The demonstration comes just one week after the governor’s State of the State address -- when he announced that he would form a state commission on student performance and school accountability, but made very little mention of educational issues over all -- and before his release of his state budget.
Zakiyah Ansari, a spokeswoman for the Alliance for Education Quality, the advocacy group that has organized the event, said that the reallocation of state dollars for more funding to those school districts with the greatest need is among the issues that will be addressed. According to a news release from the group:
Our children have lost quality programs and teachers, and college tuition has increased while corporations receive billions of dollars in tax loopholes! The recent tax reform was a milestone but there is more that can be done to make sure our schools are fully and fairly funded. Demand that the Governor and the Legislature close corporate tax loopholes in order to generate revenue to restore the state’s cuts to education.
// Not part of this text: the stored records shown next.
use dioxus::prelude::*;

use crate::app::components::{Notice, NoticeBanner};
use crate::domain::defaults::default_snippets;
use crate::domain::models::ContentSnapshot;
use crate::server_fns::save_snippet;
use crate::shared::hooks::{use_auth, use_content};

/// Snippet keys to list: stored ones plus the built-in keys, sorted
fn snippet_rows(snapshot: &ContentSnapshot) -> Vec<(String, String)> {
    let mut rows: Vec<(String, String)> = snapshot
        .snippets
        .iter()
        .map(|s| (s.key.clone(), s.value.clone()))
        .collect();
    for default in default_snippets() {
        if snapshot.snippet(&default.key).is_none() {
            rows.push((default.key, default.value));
        }
    }
    rows.sort_by(|a, b| a.0.cmp(&b.0));
    rows
}

#[component]
pub fn AdminContent() -> Element {
    let auth = use_auth();
    let content = use_content();
    let notice = use_signal(|| None::<Notice>);
    let mut new_key = use_signal(String::new);
    let mut new_value = use_signal(String::new);

    let rows = snippet_rows(&content.snapshot());

    let add = move |evt: FormEvent| {
        evt.prevent_default();
        let key = new_key.read().trim().to_string();
        let value = new_value.read().clone();
        let mut notice = notice;
        if key.is_empty() {
            notice.set(Some(Notice::error("A key is required")));
            return;
        }
        spawn(async move {
            let result = save_snippet(auth.token(), key, value).await;
            if result.is_ok() {
                new_key.set(String::new());
                new_value.set(String::new());
                content.refresh().await;
            }
            notice.set(Some(Notice::for_update(&result, "content")));
        });
    };

    rsx! {
        div { class: "c-admin-page",
            header { class: "c-admin-page__header",
                h1 { "Page text" }
                p { "Dotted keys address text on the public pages, e.g. hero.title." }
            }
            NoticeBanner { notice: notice }

            div { class: "c-snippets",
                for (key, value) in rows {
                    SnippetRow { key: "{key}", content_key: key.clone(), value: value, notice: notice }
                }
            }

            section { class: "c-admin-page__section",
                h2 { "Add text" }
                form { class: "c-form c-form--inline", onsubmit: add,
                    input {
                        class: "c-form__input",
                        placeholder: "section.key",
                        value: "{new_key}",
                        oninput: move |evt| new_key.set(evt.value()),
                    }
                    input {
                        class: "c-form__input",
                        placeholder: "Text",
                        value: "{new_value}",
                        oninput: move |evt| new_value.set(evt.value()),
                    }
                    button { class: "c-btn c-btn--primary", r#type: "submit", "Add" }
                }
            }
        }
    }
}

#[component]
fn SnippetRow(content_key: String, value: String, notice: Signal<Option<Notice>>) -> Element {
    let auth = use_auth();
    let content = use_content();
    let initial = value.clone();
    let mut draft = use_signal(move || initial);
    let mut saving = use_signal(|| false);
    let mut notice = notice;

    let dirty = *draft.read() != value;
    let key = content_key.clone();
    let save = move |_| {
        let key = key.clone();
        let value = draft.read().clone();
        saving.set(true);
        spawn(async move {
            let result = save_snippet(auth.token(), key, value).await;
            if result.is_ok() {
                content.refresh().await;
            }
            notice.set(Some(Notice::for_update(&result, "content")));
            saving.set(false);
        });
    };

    rsx! {
        div { class: "c-snippets__row",
            label { class: "c-snippets__key", "{content_key}" }
            textarea {
                class: "c-form__input",
                rows: "2",
                value: "{draft}",
                oninput: move |evt| draft.set(evt.value()),
            }
            button {
                class: "c-btn c-btn--primary c-btn--sm",
                disabled: !dirty || *saving.read(),
                onclick: save,
                if *saving.read() { "Saving..." } else { "Save" }
            }
        }
    }
}

#[cfg(test)]
mod tests {
    use super::*;
    use crate::domain::models::ContentSnippet;

    #[test]
    fn test_rows_merge_stored_and_builtin_keys() {
        let mut snapshot = ContentSnapshot::default();
        snapshot.snippets.push(ContentSnippet::new("hero.title", "Custom"));
        snapshot.snippets.push(ContentSnippet::new("zzz.extra", "Extra"));

        let rows = snippet_rows(&snapshot);

        let hero: Vec<_> = rows.iter().filter(|(k, _)| k == "hero.title").collect();
        assert_eq!(hero.len(), 1);
        assert_eq!(hero[0].1, "Custom");
        assert!(rows.iter().any(|(k, _)| k == "about.title"));
        assert_eq!(rows.last().map(|(k, _)| k.as_str()), Some("zzz.extra"));
    }
}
Updates on the demonstration will be made by the Alliance for Education Quality on Twitter at @AQE_NY.
Also on Tuesday, sixth graders at the Metropolitan Expeditionary Learning School will be touring seven "key infrastructure sites" in the city: the Williamsburg Bridge (led by the transportation guru "Gridlock Sam" Schwartz), the World Trade Center site, the High Line, the Second Avenue Subway, the Barclay Center, the Bus Rapid Transit Center and the Joint Traffic Operations Centers. The visits are part of an 11-week learning expedition into city planning and sustainability, a news release says.
An interesting program related to healthy living is going on at the Studio School, a charter in Manhattan, according to Coco Fossland Sellman, a parent who responded to a SchoolBook query asking about how schools are encouraging healthy habits in students. Wrote Ms. Sellman:
At my daughter's school, Studio School, they offer Kitchen Science to all students from preschool through 8th grade. Not only do they help prepare lunch for the rest of the school, but they also learn about healthy cooking and nourishment. The food is all natural, mostly organic, and with very little added sugar. The meals offer a wide variety of textures, cultural influences, and ingredients. They also have beautiful conversations on how to listen to one's body and care for it appropriately. Not only this, but the students LOVE it. My daughter is 3 1/2 and she can't get enough of it.
You can post news, information and photographs, or ask questions or share information, on your school's page on SchoolBook with the ease of posting to any social media site. Check it out.
At Bronxdale High School, teachers plan to rally against their principal, John Chase Jr., in front of the school campus at 925 Astor Avenue in the Bronx, following an Education Department investigation that found he made sexual comments to staff members, but that the comments did not amount to sexual harassment. He remains principal.
And Secretary Duncan, along with other Obama administration officials, on Tuesday will host a "conversation" on "education's role in strengthening democracy, developing 21st-century citizens," according to a news release.
The event, “For Democracy’s Future: Education Reclaims Our
Civic Mission,” will be held in the South Court auditorium at the
White House and will be live streamed at www.whitehouse.gov/live. According to the news release:
"Early portions of the event will be shown from 2-4 p.m. ET, and Secretary Duncan’s remarks on connecting college, career and citizenship will air live at 5:30 p.m. During breakout sessions from 4-5 p.m., schools, colleges and community partners are encouraged to host their own conversations about steps they can take to advance civic learning and democratic engagement among students."
On this New Hampshire Primary Tuesday, the Learning Network's question for students is: What if your parent ran for president?